‘American Built with Stuart Varney’ premieres with look at Orange’s Crystal Cathedral
Fox Business News host Stuart Varney has lived in the United States for nearly 50 years, but the English-born journalist still remembers the sense of awe he felt as he first explored the nation where he’d eventually become a citizen.
“When I first came, I was struck by the size of this place, the size of America,” Varney says. “It’s a continent. We Europeans are more crammed in and close together, but America is vast.
“It always occurred to me, always I asked the question, ‘How did a continent-sized country open up?’ How is it possible that Americans built this place up, made it accessible, and brought engineering projects to the game which opened up America in a spectacular way?’”
“American Built with Stuart Varney,” which premieres Monday, Sept. 20 as part of “FBN Prime,” a new programming block on Fox Business Network, will give Varney the chance to share some of those stories about architectural, engineering, technical and scientific achievements built by Americans as the nation grew.
The season premiere tells the story of the Crystal Cathedral, the late Rev. Robert Schuller’s audacious all-glass church in Orange. Other episodes that focus on places in California and the West include the building of the Los Angeles aqueducts, the rise of the Vegas Strip, and the forbidding federal prison on Alcatraz Island in the San Francisco Bay.

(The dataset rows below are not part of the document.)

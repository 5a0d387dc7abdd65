//! Match state and core simulation types
//!
//! Everything a match needs lives in [`GameState`]; there is no module-level
//! state. Resetting builds a fresh context.

use glam::Vec2;
use rand::{Rng, SeedableRng};
use rand_pcg::Pcg32;
use serde::{Deserialize, Serialize};

use super::terrain::TerrainGrid;
use crate::consts::*;
use crate::settings::Settings;

/// Which side a tank (or projectile) belongs to
#[derive(Debug, Clone, Copy, PartialEq, Eq, Hash, Serialize, Deserialize)]
pub enum PlayerId {
    One,
    Two,
}

impl PlayerId {
    #[inline]
    pub fn opponent(self) -> Self {
        match self {
            PlayerId::One => PlayerId::Two,
            PlayerId::Two => PlayerId::One,
        }
    }

    /// Turn state in which this player acts
    #[inline]
    pub fn turn(self) -> MatchState {
        match self {
            PlayerId::One => MatchState::Player1Turn,
            PlayerId::Two => MatchState::Player2Turn,
        }
    }
}

/// Current phase of the match
#[derive(Debug, Clone, Copy, PartialEq, Eq, Serialize, Deserialize)]
pub enum MatchState {
    Player1Turn,
    Player2Turn,
    /// A shot is in flight; no player input is accepted
    ProjectileAirborne,
    /// Terminal
    GameOver,
}

impl MatchState {
    /// Player whose turn it is, if any
    pub fn active_player(self) -> Option<PlayerId> {
        match self {
            MatchState::Player1Turn => Some(PlayerId::One),
            MatchState::Player2Turn => Some(PlayerId::Two),
            _ => None,
        }
    }
}

/// How a finished match ended
#[derive(Debug, Clone, Copy, PartialEq, Eq, Serialize, Deserialize)]
pub enum MatchOutcome {
    Winner(PlayerId),
    Draw,
}

/// A player's tank
#[derive(Debug, Clone, PartialEq, Serialize, Deserialize)]
pub struct Tank {
    pub player: PlayerId,
    /// Left edge (grid column)
    pub col: i32,
    /// Top edge (grid row)
    pub row: i32,
    pub width: i32,
    pub height: i32,
    /// Barrel angle in degrees, [-180, 0]
    pub angle: f32,
    /// Launch power, [0, 100]
    pub power: f32,
    /// Health, [0, starting health]
    pub health: f32,
    pub shots_left: u32,
    /// Consecutive shots that hit the opponent hard
    pub consecutive_hits: u32,
}

impl Tank {
    pub fn new(player: PlayerId, col: i32, angle: f32, settings: &Settings) -> Self {
        Self {
            player,
            col,
            row: 0,
            width: TANK_WIDTH,
            height: TANK_HEIGHT,
            angle,
            power: 50.0,
            health: settings.starting_health,
            shots_left: settings.shots_per_tank,
            consecutive_hits: 0,
        }
    }

    pub fn adjust_aim(&mut self, delta: f32) {
        self.angle = (self.angle + delta).clamp(MIN_ANGLE, MAX_ANGLE);
    }

    pub fn adjust_power(&mut self, delta: f32) {
        self.power = (self.power + delta).clamp(0.0, MAX_POWER);
    }

    /// Whether the next shot will be a big one
    #[inline]
    pub fn big_shot_ready(&self) -> bool {
        self.consecutive_hits >= STREAK_FOR_BIG_SHOT
    }

    #[inline]
    pub fn is_alive(&self) -> bool {
        self.health > 0.0
    }

    /// Centre of the tank body in pixel units
    pub fn center(&self) -> Vec2 {
        Vec2::new(
            (self.col as f32 + self.width as f32 / 2.0) * CELL_SIZE,
            (self.row as f32 + self.height as f32 / 2.0) * CELL_SIZE,
        )
    }

    /// Pivot of the barrel (top centre) in pixel units
    pub fn barrel_base(&self) -> Vec2 {
        Vec2::new(
            (self.col as f32 + self.width as f32 / 2.0) * CELL_SIZE,
            self.row as f32 * CELL_SIZE,
        )
    }

    /// Whether a pixel-space point lies in the tank's box (edges included)
    pub fn contains_point(&self, p: Vec2) -> bool {
        let x0 = self.col as f32 * CELL_SIZE;
        let y0 = self.row as f32 * CELL_SIZE;
        let w = self.width as f32 * CELL_SIZE;
        let h = self.height as f32 * CELL_SIZE;
        p.x >= x0 && p.x <= x0 + w && p.y >= y0 && p.y <= y0 + h
    }

    /// Take damage, never dropping below zero
    pub fn apply_damage(&mut self, amount: f32) {
        self.health = (self.health - amount).max(0.0);
    }

    /// Sit the tank on the first solid cell of its column
    pub fn drop_to_ground(&mut self, terrain: &TerrainGrid) {
        match terrain.surface_row(self.col) {
            Some(surface) => self.row = surface - self.height,
            None => log::debug!("Column {} has no ground left, {:?} stays put", self.col, self.player),
        }
    }
}

/// Per-turn weather
#[derive(Debug, Clone, Copy, PartialEq, Serialize, Deserialize)]
pub struct Environment {
    /// Horizontal acceleration per tick
    pub wind: f32,
    /// Downward acceleration per tick
    pub gravity: f32,
}

/// Gravity treated as 1.0 G
pub const BASE_GRAVITY: f32 = 0.2;

impl Environment {
    pub fn roll<R: Rng + ?Sized>(rng: &mut R, settings: &Settings) -> Self {
        Self {
            wind: rng.random_range(settings.wind_min..settings.wind_max),
            gravity: rng.random_range(settings.gravity_min..settings.gravity_max),
        }
    }

    /// Gravity relative to the baseline
    pub fn gravity_g(&self) -> f32 {
        self.gravity / BASE_GRAVITY
    }

    /// Wind as shown to players (0 means calm)
    pub fn wind_strength(&self) -> i32 {
        if self.wind.abs() <= 0.005 {
            0
        } else {
            (self.wind * 500.0).round() as i32
        }
    }
}

/// The shot in flight
#[derive(Debug, Clone, PartialEq, Serialize, Deserialize)]
pub struct Projectile {
    pub pos: Vec2,
    pub vel: Vec2,
    /// Gravity captured at launch
    pub gravity: Vec2,
    /// Wind captured at launch
    pub wind: f32,
    pub owner: PlayerId,
    pub big_shot: bool,
    /// Ticks spent in flight
    pub age_ticks: u32,
    /// Slow stone bounces so far
    pub settling_bounces: u32,
}

impl Projectile {
    /// Launch from the tip of a tank's barrel with the given weather
    pub fn launch(tank: &Tank, env: Environment, big_shot: bool) -> Self {
        let angle = tank.angle.to_radians();
        let dir = Vec2::new(angle.cos(), angle.sin());
        let speed = tank.power * LAUNCH_SPEED_FACTOR;

        Self {
            pos: tank.barrel_base() + dir * BARREL_LENGTH,
            vel: dir * speed,
            gravity: Vec2::new(0.0, env.gravity),
            wind: env.wind,
            owner: tank.player,
            big_shot,
            age_ticks: 0,
            settling_bounces: 0,
        }
    }
}

/// Complete match context (deterministic for a given seed and input stream)
#[derive(Debug, Clone)]
pub struct GameState {
    /// Match seed for reproducibility
    pub seed: u64,
    rng: Pcg32,
    /// Simulation tick counter
    pub time_ticks: u64,
    pub state: MatchState,
    pub terrain: TerrainGrid,
    pub tank1: Tank,
    pub tank2: Tank,
    pub projectile: Option<Projectile>,
    pub environment: Environment,
    pub settings: Settings,
}

impl GameState {
    /// Create a new match with default settings
    pub fn new(seed: u64) -> Self {
        Self::with_settings(seed, Settings::default())
    }

    /// Create a new match: terrain, tanks and weather all from `seed`
    pub fn with_settings(seed: u64, settings: Settings) -> Self {
        let mut rng = Pcg32::seed_from_u64(seed);

        let cols = (FIELD_WIDTH / CELL_SIZE) as i32;
        let rows = (FIELD_HEIGHT / CELL_SIZE) as i32;
        let terrain = TerrainGrid::generate(cols, rows, settings.stone_threshold, &mut rng);
        let environment = Environment::roll(&mut rng, &settings);

        let mut tank1 = Tank::new(PlayerId::One, (cols as f32 * 0.15).floor() as i32, -45.0, &settings);
        let mut tank2 = Tank::new(PlayerId::Two, (cols as f32 * 0.85).floor() as i32, -135.0, &settings);
        tank1.drop_to_ground(&terrain);
        tank2.drop_to_ground(&terrain);

        log::info!("New match with seed {}", seed);

        Self {
            seed,
            rng,
            time_ticks: 0,
            state: MatchState::Player1Turn,
            terrain,
            tank1,
            tank2,
            projectile: None,
            environment,
            settings,
        }
    }

    pub fn tank(&self, player: PlayerId) -> &Tank {
        match player {
            PlayerId::One => &self.tank1,
            PlayerId::Two => &self.tank2,
        }
    }

    pub fn tank_mut(&mut self, player: PlayerId) -> &mut Tank {
        match player {
            PlayerId::One => &mut self.tank1,
            PlayerId::Two => &mut self.tank2,
        }
    }

    /// Roll fresh weather for the next turn
    pub fn reroll_environment(&mut self) {
        self.environment = Environment::roll(&mut self.rng, &self.settings);
    }

    /// Put both tanks back on the (possibly eroded) surface
    pub fn drop_tanks_to_ground(&mut self) {
        self.tank1.drop_to_ground(&self.terrain);
        self.tank2.drop_to_ground(&self.terrain);
    }

    /// Seed for the match that replaces this one
    pub(crate) fn next_match_seed(&mut self) -> u64 {
        self.rng.random()
    }

    /// Result once the match is over
    pub fn outcome(&self) -> Option<MatchOutcome> {
        if self.state != MatchState::GameOver {
            return None;
        }
        let (h1, h2) = (self.tank1.health, self.tank2.health);
        Some(if h1 > h2 {
            MatchOutcome::Winner(PlayerId::One)
        } else if h2 > h1 {
            MatchOutcome::Winner(PlayerId::Two)
        } else {
            MatchOutcome::Draw
        })
    }
}

#[cfg(test)]
mod tests {
    use super::*;

    #[test]
    fn test_new_match_layout() {
        let state = GameState::new(12345);
        assert_eq!(state.state, MatchState::Player1Turn);
        assert!(state.projectile.is_none());
        assert_eq!(state.tank1.col, 30);
        assert_eq!(state.tank2.col, 170);
        assert_eq!(state.tank1.shots_left, 10);
        assert_eq!(state.tank1.health, 100.0);

        // Both tanks rest directly on the surface
        for tank in [&state.tank1, &state.tank2] {
            let surface = state.terrain.surface_row(tank.col).unwrap();
            assert_eq!(tank.row + tank.height, surface);
        }
    }

    #[test]
    fn test_environment_ranges() {
        let mut state = GameState::new(7);
        for _ in 0..200 {
            state.reroll_environment();
            let env = state.environment;
            assert!((-0.02..0.02).contains(&env.wind));
            assert!((0.1..0.35).contains(&env.gravity));
        }
    }

    #[test]
    fn test_tank_clamps() {
        let settings = Settings::default();
        let mut tank = Tank::new(PlayerId::One, 10, -45.0, &settings);
        tank.adjust_aim(-500.0);
        assert_eq!(tank.angle, -180.0);
        tank.adjust_aim(500.0);
        assert_eq!(tank.angle, 0.0);
        tank.adjust_power(1000.0);
        assert_eq!(tank.power, 100.0);
        tank.adjust_power(-1000.0);
        assert_eq!(tank.power, 0.0);
        tank.apply_damage(250.0);
        assert_eq!(tank.health, 0.0);
        assert!(!tank.is_alive());
    }

    #[test]
    fn test_projectile_launch_geometry() {
        let settings = Settings::default();
        let mut tank = Tank::new(PlayerId::One, 10, -90.0, &settings);
        tank.row = 50;
        tank.power = 50.0;
        let env = Environment { wind: 0.01, gravity: 0.3 };
        let p = Projectile::launch(&tank, env, false);

        // Straight up from the top centre, barrel length away
        assert!((p.pos.x - 52.0).abs() < 1e-4);
        assert!((p.pos.y - 180.0).abs() < 1e-4);
        assert!(p.vel.x.abs() < 1e-4);
        assert!((p.vel.y + 10.0).abs() < 1e-4);
        assert_eq!(p.gravity, Vec2::new(0.0, 0.3));
        assert_eq!(p.wind, 0.01);
    }

    #[test]
    fn test_wind_strength_display() {
        assert_eq!(Environment { wind: 0.004, gravity: 0.2 }.wind_strength(), 0);
        assert_eq!(Environment { wind: -0.02, gravity: 0.2 }.wind_strength(), -10);
        assert!((Environment { wind: 0.0, gravity: 0.3 }.gravity_g() - 1.5).abs() < 1e-5);
    }

    #[test]
    fn test_outcome_only_when_over() {
        let mut state = GameState::new(1);
        assert_eq!(state.outcome(), None);
        state.state = MatchState::GameOver;
        assert_eq!(state.outcome(), Some(MatchOutcome::Draw));
        state.tank2.apply_damage(10.0);
        assert_eq!(state.outcome(), Some(MatchOutcome::Winner(PlayerId::One)));
    }
}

“‘American Built’ is a natural for me, because that is very much a level of interest that I have,” says Varney, whose long-running news show, “Varney & Co.,” airs weekday mornings. “I’m not an engineer, but I marvel at America’s greatness and how it got here.”
Varney, 73, says even as a boy in England he had an innate sense that Americans were big, bold builders.
“Let me tell you a funny little story,” he says. “I must have been about 7 or 8 years old. I was walking home from school and I went past this building site by the side of the road. I saw a few muscular men, you know, digging the ditches and hoisting the scaffolding, that kind of thing.
“And I came back home and said to my dad, ‘Hey, there’s big guys down the street there. They must be Americans,’” Varney continues. “Where the devil did I get that from? How did I arrive at that point, thinking that Americans are big, powerful and muscular?
“I don’t know. To this day I have no idea where that came from. But it was obviously in my head.”
While some of the places featured on the series focus on projects of great political or economic import — the aqueducts that allowed Los Angeles to boom, the Hoover Dam that provided even more power and water to the region — others were included more for the boldness and passion of the builders.
“The Crystal Cathedral did not open up America,” Varney says. “It wasn’t some giant engineering project that made a whole continent suddenly available, far from it.
“What’s attractive about the Crystal Cathedral is the drive and energy and extraordinary vision,” he says. “The grit and determination that it took to get that thing built, and then overcome the sheer engineering problems.”
Schuller’s passion to build an all-glass cathedral, William Mulholland’s drive to bring water more than 200 miles from the Owens Valley to Los Angeles, and the others whose works are featured in the series are all connected by a common bond, Varney believes.
“The connection we have found is the can-do spirit,” he says. “That’s remarkably different from Europe. Europe may have had that spirit 100 years ago, 200 years ago, but America had it over the past century.
“And when you arrive in America, you feel that,” Varney says “You pick up on it real fast. You place obstacles in the path of an American they can usually get over it somehow or other. They’ve got the drive and the determination to get over it.
“That’s what this show celebrates, the can-do spirit of America.”